*** Given entries ***
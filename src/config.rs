//! Runtime and server configuration.
//!
//! [`RuntimeConfig`] describes how the inference runtime is tuned (threads, device,
//! tokenizer parallelism). It is immutable and handed to the analyzer provider.
//! [`ServerConfig`] is layered with figment: defaults, then an optional
//! `sentimiento.toml`, then `SENTIMIENTO_*` variables, then the bare `PORT`/`HOST`
//! variables that hosting platforms set.

use std::path::PathBuf;

use candle_core::Device;
use figment::{
    providers::{Env, Format, Toml},
    Figment,
};
use serde::{Deserialize, Serialize};

use crate::error::{AnalyzerError, Result};

/// Optional configuration file read from the working directory.
pub const CONFIG_FILE: &str = "sentimiento.toml";

/// Default model repository on the Hugging Face hub.
pub const DEFAULT_MODEL_REPO: &str = "pysentimiento/robertuito-sentiment-analysis";

const DEFAULT_PORT: u16 = 8000;

/// Inference runtime tuning, applied when the analyzer is constructed.
///
/// The default is the memory-constrained profile: one compute thread, CPU only and
/// no tokenizer parallelism.
#[derive(Debug, Clone, PartialEq, Eq, Serialize, Deserialize)]
#[serde(default)]
pub struct RuntimeConfig {
    /// Threads available to the math kernels.
    pub compute_threads: usize,
    /// Hide accelerators and run on CPU.
    pub cpu_only: bool,
    /// Let the tokenizer parallelize encoding.
    pub tokenizer_parallelism: bool,
}

impl Default for RuntimeConfig {
    fn default() -> Self {
        Self {
            compute_threads: 1,
            cpu_only: true,
            tokenizer_parallelism: false,
        }
    }
}

impl RuntimeConfig {
    /// Resolve the device inference runs on.
    pub fn device(&self) -> Result<Device> {
        if self.cpu_only {
            return Ok(Device::Cpu);
        }
        Device::cuda_if_available(0)
            .map_err(|e| AnalyzerError::Device(format!("Failed to select device: {e}")))
    }

    /// Environment variables read by the math and tokenizer libraries.
    pub fn process_env(&self) -> Vec<(&'static str, String)> {
        let threads = self.compute_threads.max(1).to_string();
        let mut vars = vec![
            ("TOKENIZERS_PARALLELISM", self.tokenizer_parallelism.to_string()),
            ("OMP_NUM_THREADS", threads.clone()),
            ("MKL_NUM_THREADS", threads.clone()),
            ("RAYON_NUM_THREADS", threads),
        ];
        if self.cpu_only {
            vars.push(("CUDA_VISIBLE_DEVICES", String::new()));
        }
        vars
    }

    /// Export [`Self::process_env`] into the process environment.
    ///
    /// Must run once at startup, before the async runtime or any thread pool is built:
    /// the libraries read these variables when their pools first initialize.
    pub fn apply_to_process(&self) {
        for (key, value) in self.process_env() {
            std::env::set_var(key, value);
        }
    }
}

/// HTTP service configuration.
#[derive(Debug, Clone, PartialEq, Serialize, Deserialize)]
#[serde(default)]
pub struct ServerConfig {
    /// Listening port. Set by hosting platforms through `PORT`.
    pub port: Option<u16>,
    /// Bind address. Resolved from `port` when absent, see [`Self::host`].
    pub host: Option<String>,
    /// Hugging Face repository of the sentiment model.
    pub model_repo: String,
    /// Landing page served at `/`.
    pub index_path: PathBuf,
    /// Build the analyzer at startup instead of on the first request.
    pub preload: bool,
    /// Inference runtime tuning.
    pub runtime: RuntimeConfig,
}

impl Default for ServerConfig {
    fn default() -> Self {
        Self {
            port: None,
            host: None,
            model_repo: DEFAULT_MODEL_REPO.to_string(),
            index_path: PathBuf::from("index.html"),
            preload: false,
            runtime: RuntimeConfig::default(),
        }
    }
}

impl ServerConfig {
    /// Layered configuration sources, lowest precedence first.
    pub fn figment() -> Figment {
        Figment::new()
            .merge(Toml::file(CONFIG_FILE))
            .merge(Env::prefixed("SENTIMIENTO_").split("__"))
            .merge(Env::raw().only(&["port", "host"]))
    }

    /// Load configuration from the file and the environment.
    pub fn load() -> Result<Self> {
        Self::from_figment(Self::figment())
    }

    /// Extract configuration from an arbitrary figment.
    pub fn from_figment(figment: Figment) -> Result<Self> {
        Ok(figment.extract()?)
    }

    /// Port to listen on.
    pub fn port(&self) -> u16 {
        self.port.unwrap_or(DEFAULT_PORT)
    }

    /// Address to bind.
    ///
    /// An explicit host wins. Otherwise a platform-assigned port means a deployed
    /// instance that must accept outside connections; without one we stay on loopback.
    pub fn host(&self) -> String {
        match (&self.host, self.port) {
            (Some(host), _) => host.clone(),
            (None, Some(_)) => "0.0.0.0".to_string(),
            (None, None) => "127.0.0.1".to_string(),
        }
    }

    /// `host:port` string for the listener.
    pub fn bind_addr(&self) -> String {
        format!("{}:{}", self.host(), self.port())
    }
}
*** End of Given entries ***
:: What you are asked to do ::
If a line in the records above has the word "Debug", copy it out.

:: The answer ::
#[derive(Debug, Clone, PartialEq, Eq, Serialize, Deserialize)]
#[derive(Debug, Clone, PartialEq, Serialize, Deserialize)]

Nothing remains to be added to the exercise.